From Dave Black Online:
10:44 AM I really enjoyed reading Thomas Hudgin’s Thinking Past the Glosses. Good Bible translation is scarce, and good Bible translators are even scarcer. Our understanding of Scripture is often hampered by mis- or under-translation. Not a good thing. A good translator is a thinker, first and foremost. He or she is a haggler over shades of meaning. To use Thomas’s example, why not use “I’m dumbfounded” in Gal 1:6 instead “I am amazed”? The other day I wrote a few German sentences on my blog. It included this sentence: “Man learnt nie aus!” Literally one could translate this as “One learns never out!” Idiomatically, however, the sentence means something like “You never stop learning!” Translators must go beyond the mere dictionary meaning of a term. A word’s role in its sentence must be considered. Did you get the denotation right? How about the connotative meaning? Worse still, did you commit the root fallacy? (A Friseur in Germany will cut your hair, not frizz it.) Let me suggest that translators should never be afraid of the word “paraphrase.” “¿Cuántos años tiene Usted?” does not mean
“How many years do you have?” Yes, it is a paraphrase to translate the expression “How old are you?” but a necessary one.
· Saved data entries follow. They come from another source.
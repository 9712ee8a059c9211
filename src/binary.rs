//! Binary arity strategy
//!
//! Index arithmetic for the classic two-children implicit tree:
//!
//! | Query          | Formula                |
//! |----------------|------------------------|
//! | children of i  | `2i + 1`, `2i + 2`     |
//! | parent of i    | `(i - 1) / 2`          |
//! | leaf test      | `i >= len / 2 + 1`     |
//!
//! The leaf boundary is one slot later than the textbook `len / 2`. Slot
//! `len / 2` is visited by `heapify_down` and finds no in-bounds children.
//!
//! # Example
//!
//! ```rust
//! use indexed_heaps::{Arity, Binary};
//!
//! assert_eq!(Binary.children(1, 10), 3..5);
//! assert_eq!(Binary.parent(4), 1);
//! assert!(!Binary.is_leaf(5, 10));
//! assert!(Binary.is_leaf(6, 10));
//! ```

use crate::traits::Arity;
use std::ops::Range;

/// Branching factor 2
#[derive(Debug, Clone, Copy, Default, PartialEq, Eq, Hash)]
pub struct Binary;

impl Arity for Binary {
    #[inline]
    fn branching(&self) -> usize {
        2
    }

    #[inline]
    fn parent(&self, i: usize) -> usize {
        (i - 1) >> 1
    }

    #[inline]
    fn children(&self, i: usize, len: usize) -> Range<usize> {
        let left = (i << 1) + 1;
        left.min(len)..(left + 2).min(len)
    }

    #[inline]
    fn is_leaf(&self, i: usize, len: usize) -> bool {
        i > len >> 1
    }

    #[inline]
    fn build_bound(&self, len: usize) -> usize {
        ((len >> 1) + 1).min(len)
    }
}

#[cfg(test)]
mod tests {
    use super::*;

    #[test]
    fn test_children_and_parent_are_inverse() {
        for i in 0..100 {
            for child in Binary.children(i, 1000) {
                assert_eq!(Binary.parent(child), i);
            }
        }
    }

    #[test]
    fn test_children_clipped_to_len() {
        assert_eq!(Binary.children(0, 0), 0..0);
        assert_eq!(Binary.children(0, 1), 1..1);
        assert_eq!(Binary.children(0, 2), 1..2);
        assert_eq!(Binary.children(0, 3), 1..3);
        assert_eq!(Binary.children(2, 6), 5..6);
        assert!(Binary.children(3, 6).is_empty());
    }

    #[test]
    fn test_leaf_boundary() {
        // i >= len / 2 + 1, one past the textbook bound
        let len = 7;
        for i in 0..=3 {
            assert!(!Binary.is_leaf(i, len), "slot {i} should be internal");
        }
        for i in 4..len {
            assert!(Binary.is_leaf(i, len), "slot {i} should be a leaf");
        }

        assert!(!Binary.is_leaf(0, 0));
        assert!(!Binary.is_leaf(0, 1));
        assert!(Binary.is_leaf(1, 1));
        assert!(!Binary.is_leaf(1, 2));
        assert!(Binary.is_leaf(2, 2));
    }

    #[test]
    fn test_build_bound() {
        assert_eq!(Binary.build_bound(0), 0);
        assert_eq!(Binary.build_bound(1), 1);
        assert_eq!(Binary.build_bound(2), 2);
        assert_eq!(Binary.build_bound(7), 4);
        assert_eq!(Binary.build_bound(8), 5);
    }
}
//! Error types for session presentation.

use serde::{Deserialize, Serialize};
use thiserror::Error;

/// A shared error type for the sessiongen crates.
///
/// Construction of a presenter fails fast with one of these variants
/// instead of defaulting malformed input.
#[derive(Error, Debug, Clone, PartialEq, Serialize, Deserialize)]
pub enum SessionGenError {
    /// A required record key was absent
    #[error("Missing required field: '{field}'")]
    MissingField { field: String },

    /// A timestamp field could not be parsed as ISO-8601
    #[error("Invalid timestamp in '{field}': '{value}' ({message})")]
    InvalidTimestamp {
        field: String,
        value: String,
        message: String,
    },

    /// Configuration error
    #[error("Configuration error: {0}")]
    Config(String),

    /// IO error (file system operations)
    #[error("IO error: {message}")]
    Io { message: String },

    /// Serialization/deserialization error
    #[error("Serialization error: {format} - {message}")]
    Serialization {
        format: String, // "TOML", "JSON"
        message: String,
    },
}

impl SessionGenError {
    // ============================================================================
    // Constructor helpers
    // ============================================================================

    /// Creates a MissingField error
    pub fn missing_field(field: impl Into<String>) -> Self {
        Self::MissingField {
            field: field.into(),
        }
    }

    /// Creates an InvalidTimestamp error
    pub fn invalid_timestamp(
        field: impl Into<String>,
        value: impl Into<String>,
        message: impl Into<String>,
    ) -> Self {
        Self::InvalidTimestamp {
            field: field.into(),
            value: value.into(),
            message: message.into(),
        }
    }

    /// Creates a Config error
    pub fn config(message: impl Into<String>) -> Self {
        Self::Config(message.into())
    }

    /// Creates an IO error
    pub fn io(message: impl Into<String>) -> Self {
        Self::Io {
            message: message.into(),
        }
    }

    // ============================================================================
    // Type checking methods
    // ============================================================================

    pub fn is_missing_field(&self) -> bool {
        matches!(self, Self::MissingField { .. })
    }

    pub fn is_invalid_timestamp(&self) -> bool {
        matches!(self, Self::InvalidTimestamp { .. })
    }

    pub fn is_serialization(&self) -> bool {
        matches!(self, Self::Serialization { .. })
    }
}

// ============================================================================
// From implementations for automatic conversion
// ============================================================================

impl From<std::io::Error> for SessionGenError {
    fn from(err: std::io::Error) -> Self {
        Self::Io {
            message: format!("{} (kind: {:?})", err, err.kind()),
        }
    }
}

impl From<serde_json::Error> for SessionGenError {
    fn from(err: serde_json::Error) -> Self {
        Self::Serialization {
            format: "JSON".to_string(),
            message: err.to_string(),
        }
    }
}

impl From<toml::de::Error> for SessionGenError {
    fn from(err: toml::de::Error) -> Self {
        Self::Serialization {
            format: "TOML".to_string(),
            message: err.to_string(),
        }
    }
}

impl From<toml::ser::Error> for SessionGenError {
    fn from(err: toml::ser::Error) -> Self {
        Self::Serialization {
            format: "TOML".to_string(),
            message: err.to_string(),
        }
    }
}

/// A type alias for `Result<T, SessionGenError>`.
pub type Result<T> = std::result::Result<T, SessionGenError>;

#[cfg(test)]
mod tests {
    use super::*;

    #[test]
    fn test_missing_field_message() {
        let err = SessionGenError::missing_field("starts_at");
        assert!(err.is_missing_field());
        assert_eq!(err.to_string(), "Missing required field: 'starts_at'");
    }

    #[test]
    fn test_json_error_converts_to_serialization() {
        let json_err = serde_json::from_str::<serde_json::Value>("{").unwrap_err();
        let err: SessionGenError = json_err.into();
        assert!(err.is_serialization());
    }
}
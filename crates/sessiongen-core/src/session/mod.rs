//! Conference session records and their display-ready presentation.

pub mod category;
pub mod filename;
pub mod presenter;
pub mod record;
pub mod schedule;
pub mod text;

pub use presenter::SessionPresenter;
pub use record::SessionRecord;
Accurate translation requires more that a word-for-word rendering.
Understand you? (Verstehst Du?)
I quote the entire note, as Dave’s blog doesn’t allow one to link to a specific post.
What Dave says here (and what he links to by Thomas Hudgins) is extremely important. Many readers and even pastors assume that something that is “closer to the Greek text” is necessarily more accurate. “Closer to the Greek text” is often defined as being as close as possible to a word-for-word equivalence. That assumption is incorrect and often terribly misleading.
One can mistranslate using formal equivalence or dynamic equivalence. I find those terms useful, but mostly to help pull us away from a way of thinking. The question is whether you have presented what the author intended to the reader.
Now it’s impossible to attain 100% equivalence, no matter how you define it. So different approaches to translating a text are valuable. Is the primary goal to convey a set of propositions made by the author? Does one want to convey the literary style? The feeling a reader gets when reading?
If you think the latter is not important consider poetry. If I translate a poem into a set of propositions, have I translated it? I may have conveyed the intellectual content, but if the original intended to convey feelings and speak to the emotions, such a translation would be lacking.
In a more nuanced issue, should a translation of Mark and Hebrews sound different? I think so. If you lose the soring rhetoric of Hebrews or the urgent pace of Mark (amongst other things) I think you’ve done author, message, and reader a disservice.